Except, not for everyone. The first seven new names listed on the Cup include not just owner Tom Dundon (which is tradition) but also his wife and their five children, who range up to college age.
None of the Dundons, other than Tom, has any official role with the franchise. None played or coached or scouted or even drove the Zamboni.
Yet there they are, gifted hockey immortality because, well, they happened to be related to a guy who made so much money in the subprime auto loan business that he bought the Canes (and the NBA's Portland Trail Blazers).
You could call this the culture of participation trophies coming for one of the most famous trophies in all of sports, but this didn't even require any participation.
To be clear, the Dundons aren't the first family to appear on the Cup. Previous owners have included the names of wives and adult children, but they at least held titles as co-owners, alternate governors or vice presidents.
The celebration of nepotism was cringey, but at least there was a loophole. Unfortunately, said loophole keeps expanding, moving further from the original intent of canonizing the actual team.
Now that the Dundons are including children, how long until nieces, nephews and family pets become the norm?
The backlash has been understandably nuclear. Hockey fans rightfully treasure the Cup above almost all else -- even when the trophy is captured on opposing ice, fans mostly stay to soak in the moment. The ceremony, even for a bitter rival, is that respected.
Many have called the children's inclusion ridiculous and arrogant. Really, it's just embarrassing, even if Dundon might be too out of touch to grasp that. Someone from the Hurricanes or the NHL should have saved him from himself.
(Neither the league nor the franchise responded to requests for comment, nuance or perspective, and they have declined other media as well since the engraving became public last week.)
There were earlier moments that threatened the Stanley Cup standard. In 1945, Toronto listed the coach's 11-year-old son, but he was deemed the team mascot. Smartly, that didn't become a trend. In 1984, the father of Edmonton owner Peter Pocklington was included despite having no role with the franchise. The NHL ordered the name crossed out on the Cup, a clear sign of where the league's standard was at the time.
If this all seems unnecessarily serious -- it's just a trophy, right? -- well, perhaps, but Stanley Cup seriousness has a long tradition.
It was first awarded in 1893 by Lord Frederick Stanley, then governor general of Canada. While the original bowl is now preserved in the Hall of Fame and the base has changed shape a few times, the Cup that Staal hoisted last month, screaming in joy as he got it, is the same one that Bobby Orr lifted decades ago with Boston.

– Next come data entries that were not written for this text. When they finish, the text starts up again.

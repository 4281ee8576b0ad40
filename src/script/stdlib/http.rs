//! The `http` module. Requests go through the host so a session can decide
//! where they run; the transfer itself uses `reqwest`.

use std::collections::BTreeMap;
use std::rc::Rc;
use std::time::Duration;

use super::{arg_str, define, wrong_type};
use crate::script::error::{ErrorKind, ScriptError};
use crate::script::interp::{timeout_arg, Interpreter};
use crate::script::object::{Args, Dict, ModuleObject, Object, Record};

const DEFAULT_TIMEOUT: Duration = Duration::from_secs(30);

#[derive(Debug, Clone)]
pub struct HttpRequest {
    pub method: String,
    pub url: String,
    pub headers: Vec<(String, String)>,
    pub body: Option<Vec<u8>>,
    pub timeout: Option<Duration>,
}

#[derive(Debug, Clone)]
pub struct HttpResponse {
    pub url: String,
    pub status: u16,
    pub headers: Vec<(String, String)>,
    pub body: Vec<u8>,
}

pub fn install(module: &ModuleObject) {
    define(module, "get", |interp, args| send(interp, "GET", args));
    define(module, "post", |interp, args| send(interp, "POST", args));
    define(module, "put", |interp, args| send(interp, "PUT", args));
    define(module, "delete", |interp, args| send(interp, "DELETE", args));
    define(module, "request", |interp, mut args| {
        if args.positional.is_empty() {
            return Err(ScriptError::type_error("request() missing required argument 'method'"));
        }
        let method = match args.positional.remove(0) {
            Object::Str(m) => m.to_ascii_uppercase(),
            other => return Err(wrong_type("request", "method", "str", &other)),
        };
        send(interp, &method, args)
    });
}

/// `http.<method>(url, body=None, json=None, headers=None, timeout=None)`
fn send(interp: &mut Interpreter, method: &str, args: Args) -> Result<Object, ScriptError> {
    let func = method.to_ascii_lowercase();
    let url = arg_str(&args, 0, "url", &func)?.to_string();

    let mut headers = Vec::new();
    if let Some(given) = args.keyword("headers") {
        match given {
            Object::Dict(dict) => {
                for (k, v) in dict.borrow().iter() {
                    headers.push((k.to_display(), v.to_display()));
                }
            }
            Object::None => {}
            other => return Err(wrong_type(&func, "headers", "dict", other)),
        }
    }

    let body = match (args.get(1, "body"), args.keyword("json")) {
        (Some(_), Some(_)) => {
            return Err(ScriptError::usage(format!(
                "{func}(): pass either body or json, not both"
            )))
        }
        (Some(Object::Str(s)), None) => Some(s.as_bytes().to_vec()),
        (Some(Object::Bytes(b)), None) => Some(b.to_vec()),
        (Some(Object::None), None) | (None, None) => None,
        (Some(other), None) => return Err(wrong_type(&func, "body", "str or bytes", other)),
        (None, Some(document)) => {
            let wrapped = crate::value::wrap(document, &crate::value::Strict)
                .map_err(|e| ScriptError::type_error(e.to_string()))?;
            let text = serde_json::to_vec(&crate::value::json::to_json(&wrapped))
                .map_err(|e| ScriptError::value_error(e.to_string()))?;
            if !headers.iter().any(|(k, _)| k.eq_ignore_ascii_case("content-type")) {
                headers.push(("content-type".into(), "application/json".into()));
            }
            Some(text)
        }
    };

    let request = HttpRequest {
        method: method.to_string(),
        url,
        headers,
        body,
        timeout: timeout_arg(args.keyword("timeout"), &func)?,
    };
    let response = interp.host().http_request(request)?;
    Ok(response_record(response))
}

fn response_record(response: HttpResponse) -> Object {
    let mut fields = BTreeMap::new();
    let headers: Dict = response
        .headers
        .into_iter()
        .map(|(k, v)| (Object::from(k), Object::from(v)))
        .collect();
    fields.insert("status".into(), Object::Int(i64::from(response.status)));
    fields.insert("ok".into(), Object::Bool((200..300).contains(&response.status)));
    fields.insert("headers".into(), Object::dict(headers));
    fields.insert(
        "text".into(),
        Object::from(String::from_utf8_lossy(&response.body).into_owned()),
    );
    fields.insert("content".into(), Object::bytes(&response.body));
    fields.insert("url".into(), Object::from(response.url));
    Object::Record(Rc::new(Record {
        type_name: "Response".into(),
        fields,
    }))
}

/// Perform `request` with a fresh client.
pub async fn perform(request: HttpRequest) -> Result<HttpResponse, ScriptError> {
    let failed = |e: reqwest::Error| {
        ScriptError::new(ErrorKind::RuntimeError, format!("HTTP request failed: {e}"))
    };
    let method = reqwest::Method::from_bytes(request.method.as_bytes())
        .map_err(|_| ScriptError::value_error(format!("invalid HTTP method '{}'", request.method)))?;
    let client = reqwest::Client::builder()
        .timeout(request.timeout.unwrap_or(DEFAULT_TIMEOUT))
        .build()
        .map_err(failed)?;

    let mut builder = client.request(method, &request.url);
    for (name, value) in &request.headers {
        builder = builder.header(name.as_str(), value.as_str());
    }
    if let Some(body) = request.body {
        builder = builder.body(body);
    }
    tracing::debug!(method = %request.method, url = %request.url, "Sending HTTP request");

    let response = builder.send().await.map_err(failed)?;
    let status = response.status().as_u16();
    let url = response.url().to_string();
    let headers = response
        .headers()
        .iter()
        .map(|(k, v)| (k.to_string(), String::from_utf8_lossy(v.as_bytes()).into_owned()))
        .collect();
    let body = response.bytes().await.map_err(failed)?.to_vec();
    Ok(HttpResponse {
        url,
        status,
        headers,
        body,
    })
}

#[cfg(test)]
mod tests {
    use super::*;

    #[test]
    fn response_records_expose_status_and_text() {
        let record = response_record(HttpResponse {
            url: "http://localhost/".into(),
            status: 201,
            headers: vec![("content-type".into(), "text/plain".into())],
            body: b"created".to_vec(),
        });
        let Object::Record(record) = record else {
            panic!("expected record");
        };
        assert_eq!(record.fields["ok"], Object::Bool(true));
        assert_eq!(record.fields["text"], Object::from("created"));
    }

    #[tokio::test]
    async fn invalid_methods_are_rejected_before_sending() {
        let err = perform(HttpRequest {
            method: "NOT A METHOD".into(),
            url: "http://127.0.0.1:9/".into(),
            headers: Vec::new(),
            body: None,
            timeout: None,
        })
        .await
        .unwrap_err();
        assert_eq!(err.kind, ErrorKind::ValueError);
    }
}
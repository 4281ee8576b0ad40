//! The workflow scripting language: lexer, parser, interpreter and the
//! host modules scripts can import.

pub mod ast;
pub mod error;
pub mod interp;
pub mod lexer;
pub mod loader;
pub mod object;
pub mod parser;
pub mod stdlib;
pub mod unparse;

pub use error::{ErrorKind, Frame, ScriptError};
pub use interp::{CallHook, Host, Interpreter, SourceLoader, StdHost, HOOK_NAME};
pub use loader::{CodeDir, EntryPoint, LoadError};
pub use object::{Args, CallTarget, Object};
pub use parser::{parse_module, ParseError};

The glory might be freshly earned, but it is driven by history.
Unlike in other sports, the NHL commissioner presents the championship trophy to the team captain, exhausted but exhilarated, who then skates around the ice before handing it to every last team member. Then, and only then, does the owner, arriving from some luxury box, get to touch it.
This is about the players, not the hedge fund manager.
Finally, in the offseason, each player gets a day with the Cup. It's been used as a baptismal font, visited an active war zone in Afghanistan and sunk to the bottom of Mario Lemieux's pool.
Most players take it to their hometowns -- from Moose Jaw to Massachusetts to Moscow -- for public events designed to inspire the next generation while honoring the community that got them there.
There is simply nothing else like it. Getting your name engraved on it is part of that; with the family name serving as a celebration of not just the player but also the parents who worked second jobs, counseled their kids through setbacks and drove through snowstorms to tournaments, just so their kid could chase a dream.
That's the Cup. And that's what gets lost as a society when earning it is devalued because the biggest bank accounts can just purchase what was once considered priceless.
Even, it seems, a name on the Stanley Cup.